For the month, Arctic sea ice extent averaged 5.07 million square miles, which is about 185,000 square miles below the 1979 to 2000 average. Record low sea ice extent during the satellite measurement era was in 2004.
The greatest sea ice extent was in the Bering Sea, continuing a pattern that lasted all winter and spring. On the other side of the Arctic, unusually low sea ice extent was measured in the Barents and Kara Seas. By the end of May, open water areas had begun to form along some parts of Arctic Ocean coast.

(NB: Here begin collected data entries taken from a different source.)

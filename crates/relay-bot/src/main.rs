use std::sync::Arc;

use relay_bot::setup::{build_config, send_startup_message};
use relay_bot::telemetry::init_tracing;
use relay_bot::{schema, AppState};
use relay_core::constants::{BOT_NAME, BOT_VERSION};
use relay_core::Settings;
use relay_immich_client::ImmichClient;
use teloxide::prelude::*;

#[tokio::main]
async fn main() -> anyhow::Result<()> {
    init_tracing();

    let settings = match Settings::from_env() {
        Ok(settings) => settings,
        Err(e) => {
            tracing::error!(error = %e, "Failed to start bot");
            return Err(e.into());
        }
    };
    tracing::debug!(?settings, "Loaded settings");

    let immich = ImmichClient::new(settings.immich_api_url.clone(), settings.immich_api_key.clone())?;
    let config = build_config(settings, &immich).await;
    let bot = Bot::new(config.telegram_bot_token());
    let state = Arc::new(AppState::new(config, immich));

    send_startup_message(&bot, &state).await;

    let allowed: Vec<u64> = state.config.allowed_user_ids().iter().collect();
    tracing::info!(version = BOT_VERSION, "{} started successfully", BOT_NAME);
    tracing::info!(?allowed, "Allowed users");
    if let Some(album_id) = state.config.selected_album_id() {
        tracing::info!(
            album_id = %album_id,
            album = ?state.config.selected_album_name(),
            "Uploads target the selected album"
        );
    }

    Dispatcher::builder(bot, schema())
        .dependencies(dptree::deps![state])
        .enable_ctrlc_handler()
        .build()
        .dispatch()
        .await;

    Ok(())
}
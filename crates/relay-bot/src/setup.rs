//! Startup: album resolution and the startup broadcast.

use relay_core::{Config, Settings};
use relay_immich_client::ImmichClient;
use teloxide::prelude::*;

use crate::state::AppState;
use crate::status::{startup_message, ServerStatus};

/// Resolve the selected album's name and freeze the configuration.
///
/// A failed lookup is logged and leaves the name unset; the relay does not
/// depend on it.
pub async fn build_config(settings: Settings, client: &ImmichClient) -> Config {
    let album_name = match settings.selected_album_id.as_deref() {
        Some(album_id) => match client.album(album_id).await {
            Ok(album) => {
                tracing::info!(album_id = %album_id, album = %album.album_name, "Selected album resolved");
                Some(album.album_name)
            }
            Err(e) => {
                tracing::warn!(album_id = %album_id, error = %e, "Failed to resolve selected album");
                None
            }
        },
        None => None,
    };
    Config::new(settings, album_name)
}

/// Send the startup banner to every allowed user. Failures are per user.
pub async fn send_startup_message(bot: &Bot, state: &AppState) {
    let status = ServerStatus::probe(&state.immich).await;
    let text = startup_message(&status, state.config.selected_album_name());
    let recipients = state.config.allowed_user_ids();

    tracing::info!(count = recipients.len(), "Sending startup messages");
    for user_id in recipients.iter() {
        let Ok(chat_id) = i64::try_from(user_id) else {
            tracing::error!(user_id, "User id does not fit a chat id");
            continue;
        };
        match bot.send_message(ChatId(chat_id), text.clone()).await {
            Ok(_) => tracing::info!(user_id, "Sent startup message"),
            Err(e) => tracing::error!(user_id, error = %e, "Failed to send startup message"),
        }
    }
}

Air temperatures for May were higher than usual over the central Arctic Ocean and the Canadian Archipelago. Over the Bering Sea, Hudson Bay, and parts of the East Greenland and Norwegian seas, temperatures were slightly below average.
May is not the best to get a handle on overall trends in sea ice, as the data show the least amount of variability in the spring. Including this year, the linear rate of decline for the Month of May is 2.3 percent per decade.
While the May trend may not be as pronounced as other times of the year, the patches of open water already seen in the Beaufort and Laptev seas could lead to more rapid melting as the year goes on, as the darker water between the ice floes absorbs more incoming solar radiation.